Generative AI also raises numerous questions about what constitutes original and proprietary content. Since the created text and images are not exactly like any previous content, the providers of these systems argue that they belong to their prompt creators. However, they are derivative of the previous text and images used to train the models. Needless to say, these technologies will provide substantial work for intellectual property attorneys in the coming years.  

 Is there any Future for Generative AI?

The horizon of Generative AI is continuously expanding, promising a future across various domains. The present advancements in the technology are only the topmost layer of its capability, however, the development of such capabilities would have dramatic and unforeseen implications across industries. Although one of the major concerns of the technology is cybersecurity, however, if used efficiently it can contribute significantly to the strengthening of cybersecurity. This can be done by generating scenarios to test and bolster security systems against a myriad of threats. By simulating cyber-attacks, it helps in identifying vulnerabilities and fortifying security infrastructures.

Generative AI is poised to play a pivotal role in drug discovery, by generating molecular structures and novel compounds with desired properties that could potentially be new drug candidates.  It can accelerate the process significantly reducing the time and resources required to bring new treatments to market.

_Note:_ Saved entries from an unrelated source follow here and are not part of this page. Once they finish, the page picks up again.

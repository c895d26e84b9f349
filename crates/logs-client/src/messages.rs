//! Fetching one month of messages for a channel/user pair.

use std::collections::HashMap;

use chrono::{DateTime, Utc};
use serde::{Deserialize, Deserializer, Serialize};
use url::Url;

use crate::emotes::{EmoteSpan, decode_emotes};
use crate::identifier::classify;
use crate::{ArchiveClient, LogsError};

/// Requested message order.
#[derive(Debug, Clone, Copy, Default, PartialEq, Eq, Serialize, Deserialize)]
#[serde(rename_all = "lowercase")]
pub enum SortOrder {
    /// Oldest first (newest message at the bottom).
    Ascending,
    /// Newest first.
    #[default]
    Descending,
}

/// A decoded chat message.
#[derive(Debug, Clone, PartialEq, Serialize)]
pub struct LogMessage {
    /// `None` when the archive sent no timestamp or one that is not RFC 3339.
    pub timestamp: Option<DateTime<Utc>>,
    pub text: String,
    pub tags: HashMap<String, String>,
    pub emotes: Vec<EmoteSpan>,
    /// Remaining fields of the archive record (`username`, `displayName`,
    /// `channel`, `id`, `type`, `raw`, ...).
    #[serde(flatten)]
    pub extra: serde_json::Map<String, serde_json::Value>,
}

impl LogMessage {
    pub fn username(&self) -> Option<&str> {
        self.extra.get("username").and_then(|v| v.as_str())
    }

    pub fn display_name(&self) -> Option<&str> {
        self.extra
            .get("displayName")
            .and_then(|v| v.as_str())
            .or_else(|| self.username())
    }
}

#[derive(Debug, Deserialize)]
struct RawMessage {
    #[serde(default)]
    text: String,
    #[serde(default)]
    timestamp: serde_json::Value,
    #[serde(default, deserialize_with = "lenient_tags")]
    tags: HashMap<String, String>,
    #[serde(flatten)]
    extra: serde_json::Map<String, serde_json::Value>,
}

#[derive(Debug, Deserialize)]
struct UserLogResponse {
    #[serde(default)]
    messages: Option<Vec<RawMessage>>,
}

/// Tags as strings; numbers and booleans are stringified, `null` values and
/// a `null` map are dropped.
fn lenient_tags<'de, D>(deserializer: D) -> Result<HashMap<String, String>, D::Error>
where
    D: Deserializer<'de>,
{
    let raw: Option<HashMap<String, serde_json::Value>> = Option::deserialize(deserializer)?;
    Ok(raw
        .unwrap_or_default()
        .into_iter()
        .filter_map(|(key, value)| match value {
            serde_json::Value::Null => None,
            serde_json::Value::String(s) => Some((key, s)),
            other => Some((key, other.to_string())),
        })
        .collect())
}

impl RawMessage {
    fn decode(self) -> LogMessage {
        let timestamp = self
            .timestamp
            .as_str()
            .and_then(|raw| DateTime::parse_from_rfc3339(raw).ok())
            .map(|ts| ts.with_timezone(&Utc));
        if timestamp.is_none() {
            tracing::debug!(timestamp = %self.timestamp, "Message has no valid timestamp");
        }
        let emotes = decode_emotes(&self.text, self.tags.get("emotes").map(String::as_str));

        LogMessage {
            timestamp,
            text: self.text,
            tags: self.tags,
            emotes,
            extra: self.extra,
        }
    }
}

/// Cache key for one month of logs.
///
/// Channel and username are lower-cased here only; requests keep the
/// caller's case.
#[derive(Debug, Clone, PartialEq, Eq, Hash)]
pub struct LogKey {
    pub channel: String,
    pub username: String,
    pub year: String,
    pub month: String,
}

impl LogKey {
    pub fn new(channel: &str, username: &str, year: &str, month: &str) -> Self {
        Self {
            channel: channel.to_lowercase(),
            username: username.to_lowercase(),
            year: year.to_string(),
            month: month.to_string(),
        }
    }
}

/// `<base>/channel[id]/<c>/user[id]/<u>/<year>/<month>` without a query.
fn month_path(
    base: &str,
    channel: &str,
    username: &str,
    year: &str,
    month: &str,
) -> Result<Url, LogsError> {
    let channel = classify(channel);
    let username = classify(username);
    let [channel_noun, channel_value] = channel.channel_segments();
    let [user_noun, user_value] = username.user_segments();

    let mut url = Url::parse(base)?;
    url.path_segments_mut()
        .map_err(|_| LogsError::InvalidBase(base.to_string()))?
        .pop_if_empty()
        .extend([
            channel_noun.as_str(),
            channel_value.as_str(),
            user_noun.as_str(),
            user_value.as_str(),
            year,
            month,
        ]);
    Ok(url)
}

/// JSON endpoint for one month of messages.
pub(crate) fn month_url(
    base: &str,
    channel: &str,
    username: &str,
    year: &str,
    month: &str,
    order: SortOrder,
) -> Result<Url, LogsError> {
    let mut url = month_path(base, channel, username, year, month)?;
    {
        let mut query = url.query_pairs_mut();
        query.append_pair("jsonBasic", "1");
        if order != SortOrder::Ascending {
            query.append_pair("reverse", "1");
        }
    }
    Ok(url)
}

/// Plain-text download link for one month, newest first.
pub fn text_log_url(
    base: &str,
    channel: &str,
    username: &str,
    year: &str,
    month: &str,
) -> Result<Url, LogsError> {
    let mut url = month_path(base, channel, username, year, month)?;
    url.set_query(Some("reverse"));
    Ok(url)
}

impl ArchiveClient {
    /// Fetch one month of messages from `base`.
    ///
    /// Missing channel, username or base returns an empty list without a
    /// request. Every failure collapses into an empty list.
    pub async fn fetch_month(
        &self,
        channel: &str,
        username: &str,
        year: &str,
        month: &str,
        base: &str,
        order: SortOrder,
    ) -> Vec<LogMessage> {
        if channel.is_empty() || username.is_empty() || base.is_empty() {
            return Vec::new();
        }

        match self
            .request_month(channel, username, year, month, base, order)
            .await
        {
            Ok(messages) => messages,
            Err(e) => {
                tracing::warn!(
                    error = %e,
                    channel,
                    username,
                    year,
                    month,
                    "Log fetch failed, treating as empty"
                );
                Vec::new()
            }
        }
    }

    /// Fetch one month from the session's current base.
    pub async fn fetch_month_current(
        &self,
        channel: &str,
        username: &str,
        year: &str,
        month: &str,
        order: SortOrder,
    ) -> Vec<LogMessage> {
        let base = self.session.current_base().await;
        self.fetch_month(channel, username, year, month, &base, order)
            .await
    }

    async fn request_month(
        &self,
        channel: &str,
        username: &str,
        year: &str,
        month: &str,
        base: &str,
        order: SortOrder,
    ) -> Result<Vec<LogMessage>, LogsError> {
        let url = month_url(base, channel, username, year, month, order)?;
        let body = self.get(url.as_str()).await?;
        let resp: UserLogResponse = serde_json::from_str(&body)?;

        let messages: Vec<LogMessage> = resp
            .messages
            .unwrap_or_default()
            .into_iter()
            .map(RawMessage::decode)
            .collect();
        tracing::debug!(count = messages.len(), year, month, "Fetched log messages");
        Ok(messages)
    }
}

Additionally, climate modeling is another area where generative AI can have a profound impact. By generating simulations of climate scenarios, it can aid in predicting climate change dynamics thus, guiding policy-making and planning, contributing to a more sustainable future.

Moreover, generative AI holds promise in automating and enhancing design processes in fields including architecture and engineering. By generating design proposals based on specified criteria it can foster creativity and efficiency, facilitating the realization of innovative and optimized designs. Furthermore, generative AI can also contribute to the customization of the learning materials to cater to individual needs and preferences, thus personalizing education. It could generate practice problems, essays, or interactive lessons, enhancing the learning experience.

Encapsulating the use of responsibly generative AI can substantially increase labor productivity across the economy. However, as generative AI has been known to produce content that’s biased, factually wrong, or illegally scraped from a copyrighted source organizations should reckon with the reputational and legal risks to which they may become exposed. A potential method is keeping the human in the loop to ensure effective surveillance of the outputs generated by generative AI. 

As we stand on the cusp of a future intertwined with generative AI, fostering a culture of ethical awareness, continuous learning, and responsible innovation is imperative. It is through such a balanced approach that the promise of Generative AI can be fully realized, ushering in a new epoch of technological advancement and societal betterment.